» **Exercise aim**
Examine each line of the data. Copy the line if it includes the word "level".

» **Given entries**
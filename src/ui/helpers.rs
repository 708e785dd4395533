//! Shared rendering utilities and helpers.
//!
//! Low-level text utilities used across the UI components: cursor positioning,
//! fuzzy match highlighting with proper ANSI escape sequence management, and
//! width-aware truncation.
//!
//! All functions operate on character indices, not byte indices, so multi-byte
//! names never split inside a code point.
//!
//! # Example
//!
//! ```rust
//! use modstash::ui::helpers::render_highlighted_text;
//! use modstash::ui::Theme;
//!
//! let theme = Theme::default();
//! let mut out = Vec::new();
//! render_highlighted_text(&mut out, "cobra", &[(0, 2)], &theme, false)?;
//! assert!(String::from_utf8_lossy(&out).contains("bra"));
//! # Ok::<(), std::io::Error>(())
//! ```

use crate::ui::theme::Theme;
use std::io::{self, Write};

/// Positions the cursor at a specific row and column.
///
/// Uses ANSI escape sequence `\u{1b}[{row};{col}H`. Coordinates are 1-indexed.
///
/// # Errors
///
/// Propagates write failures from `out`.
pub fn position_cursor<W: Write>(out: &mut W, row: usize, col: usize) -> io::Result<()> {
    write!(out, "\u{1b}[{row};{col}H")
}

/// Number of characters in `text`.
#[must_use]
pub fn char_len(text: &str) -> usize {
    text.chars().count()
}

/// Shortens `text` to at most `max` characters, ending in `...` when cut.
///
/// ```
/// use modstash::ui::helpers::truncate;
///
/// assert_eq!(truncate("github.com/charmbracelet/lipgloss", 15), "github.com/c...");
/// assert_eq!(truncate("short", 15), "short");
/// ```
#[must_use]
pub fn truncate(text: &str, max: usize) -> String {
    if char_len(text) <= max {
        return text.to_string();
    }
    if max <= 3 {
        return text.chars().take(max).collect();
    }
    let mut cut: String = text.chars().take(max - 3).collect();
    cut.push_str("...");
    cut
}

/// Writes `text` left-aligned in a column of `width` characters.
///
/// # Errors
///
/// Propagates write failures from `out`.
pub fn write_padded<W: Write>(out: &mut W, text: &str, width: usize) -> io::Result<()> {
    write!(out, "{text}{}", " ".repeat(width.saturating_sub(char_len(text))))
}

/// Renders text with highlighted character ranges for fuzzy matches.
///
/// Highlighted sections use the match highlight colors unless the row is under
/// the cursor, in which case the cursor colors take precedence and the text is
/// written plainly. Ranges past the end of `text` are clipped, so highlights
/// computed on an untruncated name stay safe after truncation.
///
/// # Errors
///
/// Propagates write failures from `out`.
pub fn render_highlighted_text<W: Write>(
    out: &mut W,
    text: &str,
    ranges: &[(usize, usize)],
    theme: &Theme,
    is_cursor: bool,
) -> io::Result<()> {
    if ranges.is_empty() || is_cursor {
        return write!(out, "{text}");
    }

    let chars: Vec<char> = text.chars().collect();
    let mut current_pos = 0;

    for &(start, end) in ranges {
        let start = start.min(chars.len()).max(current_pos);
        let end = end.min(chars.len());
        if start >= end {
            continue;
        }

        if start > current_pos {
            let normal_section: String = chars[current_pos..start].iter().collect();
            write!(out, "{normal_section}")?;
        }

        let highlighted_section: String = chars[start..end].iter().collect();
        write!(
            out,
            "{}{}{highlighted_section}{}{}",
            Theme::fg(&theme.colors.match_highlight_fg),
            Theme::bg(&theme.colors.match_highlight_bg),
            Theme::reset(),
            Theme::fg(&theme.colors.text_normal),
        )?;

        current_pos = end;
    }

    if current_pos < chars.len() {
        let remaining: String = chars[current_pos..].iter().collect();
        write!(out, "{remaining}")?;
    }
    Ok(())
}

#[cfg(test)]
mod tests {
    use super::*;

    fn strip_ansi(bytes: &[u8]) -> String {
        let text = String::from_utf8_lossy(bytes);
        let mut plain = String::new();
        let mut in_escape = false;
        for c in text.chars() {
            match (in_escape, c) {
                (false, '\u{1b}') => in_escape = true,
                (true, 'm' | 'H') => in_escape = false,
                (true, _) => {}
                (false, c) => plain.push(c),
            }
        }
        plain
    }

    #[test]
    fn highlighting_preserves_text() {
        let mut out = Vec::new();
        render_highlighted_text(&mut out, "lipgloss", &[(0, 1), (3, 5)], &Theme::default(), false)
            .unwrap();
        assert_eq!(strip_ansi(&out), "lipgloss");
    }

    #[test]
    fn out_of_range_highlights_are_clipped() {
        let mut out = Vec::new();
        render_highlighted_text(&mut out, "ab", &[(1, 9), (5, 7)], &Theme::default(), false)
            .unwrap();
        assert_eq!(strip_ansi(&out), "ab");
    }

    #[test]
    fn truncate_counts_chars() {
        assert_eq!(truncate("ééééé", 4), "é...");
        assert_eq!(truncate("abc", 2), "ab");
    }
}
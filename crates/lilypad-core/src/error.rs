// Copyright (C) 2026 Lilypad Contributors
// SPDX-License-Identifier: AGPL-3.0-or-later
//! Error types for lilypad-core.
//!
//! Provides a unified error type that maps to stable wire-level error codes.

#![allow(dead_code)] // Variants and methods used in tests and for future expansion

use std::fmt;

/// Result type using CoreError
pub type Result<T> = std::result::Result<T, CoreError>;

/// Core errors that can occur while processing control-plane operations.
#[derive(Debug, Clone)]
#[non_exhaustive]
pub enum CoreError {
    /// A document was not found in the store.
    NotFound {
        /// Document kind (e.g. "function", "invocation").
        kind: String,
        /// The document id that was not found.
        id: String,
    },

    /// A write presented a stale revision (concurrent writer won) or tried
    /// to create a document that already exists.
    Conflict {
        /// Document kind.
        kind: String,
        /// The contested document id.
        id: String,
    },

    /// The invocation is in an invalid status for the requested transition.
    InvalidState {
        /// The invocation ULID.
        ulid: String,
        /// The status required by the transition.
        expected: String,
        /// The actual status.
        actual: String,
    },

    /// A progress update arrived before the minimum interval elapsed.
    RateLimited {
        /// The invocation ULID.
        ulid: String,
    },

    /// A sequential function already has an active invocation.
    SequentialConflict {
        /// The function name.
        function: String,
    },

    /// Input validation failed.
    Validation {
        /// The field that failed validation.
        field: String,
        /// The validation error message.
        message: String,
    },

    /// The subject does not hold the required grants.
    Forbidden {
        /// The subject that was rejected.
        subject: String,
    },

    /// A stored document carries a schema version this build cannot read.
    /// Fatal: the process must not serve with an incompatible schema.
    MigrationFailure {
        /// Document kind.
        kind: &'static str,
        /// The schema version found in storage.
        stored: i64,
        /// The newest schema version this build supports.
        supported: i64,
    },

    /// Storage backend operation failed.
    Database {
        /// The operation that failed.
        operation: String,
        /// Error details.
        details: String,
    },
}

impl CoreError {
    /// Get the stable error code string for this error type.
    pub fn error_code(&self) -> &'static str {
        match self {
            Self::NotFound { .. } => "NOT_FOUND",
            Self::Conflict { .. } => "CONFLICT",
            Self::InvalidState { .. } => "INVALID_STATE",
            Self::RateLimited { .. } => "RATE_LIMITED",
            Self::SequentialConflict { .. } => "SEQUENTIAL_FUNCTION",
            Self::Validation { .. } => "VALIDATION_ERROR",
            Self::Forbidden { .. } => "FORBIDDEN",
            Self::MigrationFailure { .. } => "MIGRATION_FAILURE",
            Self::Database { .. } => "DATABASE_ERROR",
        }
    }

    /// Whether a caller may retry the operation after re-reading state.
    pub fn is_retryable(&self) -> bool {
        matches!(self, Self::Conflict { .. } | Self::RateLimited { .. })
    }
}

impl fmt::Display for CoreError {
    fn fmt(&self, f: &mut fmt::Formatter<'_>) -> fmt::Result {
        match self {
            Self::NotFound { kind, id } => {
                write!(f, "{} '{}' not found", kind, id)
            }
            Self::Conflict { kind, id } => {
                write!(f, "Revision conflict writing {} '{}'", kind, id)
            }
            Self::InvalidState {
                ulid,
                expected,
                actual,
            } => {
                write!(
                    f,
                    "Invocation '{}' is in invalid status: expected '{}', got '{}'",
                    ulid, expected, actual
                )
            }
            Self::RateLimited { ulid } => {
                write!(f, "Cannot progress invocation '{}' too quickly", ulid)
            }
            Self::SequentialConflict { function } => {
                write!(
                    f,
                    "Cannot spawn concurrent invocations for sequential function '{}'",
                    function
                )
            }
            Self::Validation { field, message } => {
                write!(f, "Validation error for '{}': {}", field, message)
            }
            Self::Forbidden { subject } => {
                write!(f, "Subject '{}' lacks the required grants", subject)
            }
            Self::MigrationFailure {
                kind,
                stored,
                supported,
            } => {
                write!(
                    f,
                    "Stored {} document has schema version {} but this build supports up to {}",
                    kind, stored, supported
                )
            }
            Self::Database { operation, details } => {
                write!(f, "Database error during '{}': {}", operation, details)
            }
        }
    }
}

impl std::error::Error for CoreError {}

impl From<sqlx::Error> for CoreError {
    fn from(err: sqlx::Error) -> Self {
        CoreError::Database {
            operation: "query".to_string(),
            details: err.to_string(),
        }
    }
}

impl From<serde_json::Error> for CoreError {
    fn from(err: serde_json::Error) -> Self {
        CoreError::Database {
            operation: "json".to_string(),
            details: err.to_string(),
        }
    }
}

» **Your solution**
//! Low-level text utilities used across the UI components: cursor positioning,
//! Provides a unified error type that maps to stable wire-level error codes.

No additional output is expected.